Sherwin Williams Sea Salt is one of the top selling paint colors of all time. Year after year this timeless hue continues to reign supreme as homeowners can’t seem to get enough of this pretty bluish green tone.
Thinking about using Sea Salt in your next project? Make sure you read my full color review before you decide.
What are the undertones of Sea Salt?
Sea Salt is a saturated bluish green hue with a gray undertone. I like Sea Salt because it can easily look pretty neutral and looks very similar to some of the best green gray paint colors. Compared to a lot of other popular blue green colors, Sea Salt is much more muted, thanks to that gray undertone.
You can also play up the blue/green tones more through decor choices, making this color come to life, reminiscent of a peaceful day on the beach.
Sherwin Williams Sea Salt coordinating colors
Sea Salt is pretty versatile. You can pair it with green paint colors, blue green hues, blue colors or grays with either a blue or green (or both) undertone. Here are some of my favorite coordinating colors:
- SHERWIN WILLIAMS Naval
- Sherwin Williams Fleur de Sel
- Sherwin Williams Silverpointe
- Benjamin Moore Gray Mist
Is Sherwin Williams Sea Salt more green or blue?

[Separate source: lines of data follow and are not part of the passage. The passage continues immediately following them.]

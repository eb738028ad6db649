//! Decoded configuration schema.
//!
//! Mirrors the YAML surface one-to-one with every field optional; the
//! validating parse in [`crate::model`] turns this into the typed rule model
//! and is the only place presence rules are enforced.

use std::collections::HashMap;

use serde::Deserialize;

#[derive(Debug, Default, Deserialize)]
#[serde(deny_unknown_fields)]
pub(crate) struct RawConfig {
    pub region: Option<String>,
    pub role_arn: Option<String>,
    pub period_seconds: Option<u64>,
    pub range_seconds: Option<u64>,
    pub delay_seconds: Option<u64>,
    pub lookup_base_url: Option<String>,
    pub metrics: Option<Vec<RawMetricRule>>,
    pub mappings: Option<Vec<RawMapping>>,
}

#[derive(Debug, Deserialize)]
#[serde(deny_unknown_fields)]
pub(crate) struct RawMetricRule {
    pub aws_namespace: Option<String>,
    pub aws_metric_name: Option<String>,
    pub aws_statistics: Option<Vec<String>>,
    pub aws_extended_statistics: Option<Vec<String>>,
    pub aws_dimensions: Option<Vec<String>>,
    pub aws_dimension_select: Option<HashMap<String, Vec<String>>>,
    pub aws_dimension_select_regex: Option<HashMap<String, Vec<String>>>,
    pub period_seconds: Option<u64>,
    pub range_seconds: Option<u64>,
    pub delay_seconds: Option<u64>,
    pub help: Option<String>,
}

#[derive(Debug, Deserialize)]
#[serde(deny_unknown_fields)]
pub(crate) struct RawMapping {
    pub name: Option<String>,
    pub id_field: Option<String>,
    pub es_id_field: Option<String>,
    pub lookup_url: Option<String>,
    pub additional_labels: Option<Vec<String>>,
}
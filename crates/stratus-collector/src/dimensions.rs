//! Dimension discovery — which concrete series a rule expands to.

use std::sync::atomic::{AtomicU64, Ordering};

use stratus_cache::TtlCache;
use stratus_cloud::{CloudWatchClient, Dimension};
use stratus_core::MetricRule;

use crate::scrape::ScrapeError;

/// All dimension combinations the rule should query, discovered from the
/// provider's metric catalog and filtered by the rule's selection policy.
///
/// A rule without dimension names targets the namespace-level series: the
/// result is exactly one empty combination, recomputed freely. Discovery
/// failures propagate; a stale cached answer is worse than a failed scrape.
pub(crate) async fn resolve_dimensions(
    rule: &MetricRule,
    client: &dyn CloudWatchClient,
    cache: &TtlCache<String, Vec<Vec<Dimension>>>,
    requests_total: &AtomicU64,
) -> Result<Vec<Vec<Dimension>>, ScrapeError> {
    let key = format!("{}#{}", rule.namespace, rule.metric_name);
    if let Some(combinations) = cache.get(&key) {
        return Ok(combinations);
    }

    if rule.dimensions.is_empty() {
        return Ok(vec![Vec::new()]);
    }

    let mut combinations = Vec::new();
    let mut next_token: Option<String> = None;
    loop {
        let page = client
            .list_metrics(
                &rule.namespace,
                &rule.metric_name,
                &rule.dimensions,
                next_token,
            )
            .await
            .map_err(|source| ScrapeError::Discovery {
                namespace: rule.namespace.clone(),
                metric_name: rule.metric_name.clone(),
                source,
            })?;
        requests_total.fetch_add(1, Ordering::Relaxed);

        for metric in page.metrics {
            // The catalog returns series carrying supersets of the requested
            // dimensions; only exact arity matches belong to this rule.
            if metric.dimensions.len() != rule.dimensions.len() {
                continue;
            }
            let accepted = rule.select.matches(
                metric
                    .dimensions
                    .iter()
                    .map(|d| (d.name.as_str(), d.value.as_str())),
            );
            if accepted {
                combinations.push(metric.dimensions);
            }
        }

        next_token = page.next_token;
        if next_token.is_none() {
            break;
        }
    }

    cache.put(key, combinations.clone());
    Ok(combinations)
}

You’ll see at the bottom of the post when I compare Sea Salt to other colors, but I’m pretty convinced that Sea Sat is a really good in between color, with nearly equal doses of blue and green.
What trim colors go best with Sea Salt?
Sea Salt looks best with pure white trim colors. The world of white paint colors is beyond complicated, as there are blue white tones (these are typically reserved for ceilings), pure white tones (no undertones) and off-whites.
I choose to pair this color with pure white tones the most, as those allow Sea Salt to shine, popping off of the crisp white trim color. For this application, I like Chantilly Lace and Oxford White.
I also like Sea Salt with Benjamin Moore White Dove, which is technically an off-white but has a gray undertone to it, which makes it fairly easy to pair with tones like Sea Salt. Beyond White Dove, most other off white paint colors are simply too creamy to work well with Sea Salt.
What is a lighter version of Sea Salt?
With an LRV of 72, compared to Sea Salt’s 64, Sherwin Williams Opaline is a lighter version of Sea Salt. If you want a neutral color, that is lighter than Sea Salt, look to Wickham Gray, which is a pretty gray with blue green undertones and looks like a lighter version of Sea Salt.
What is one shade darker than Sea Salt?
Sherwin Williams Rainwashed and Benjamin Moore Palladian Blue are both darker blue green hues.
What’s the LRV of Sea Salt?
Sea Salt’s LRV is 64. LRV stands for light reflectance value and tells you how light or dark a color is. Zero is the blackest black and 100 is ultra pure white.
With an LRV of 64, Sea Salt is definitely on the lighter side, but it’s not as light as another blue green hue, SW Opaline with an LRV of 72. There are also some lighter gray paint colors with blue green undertones that are much lighter, as well.
What’s a neutral color that looks like Sea Salt?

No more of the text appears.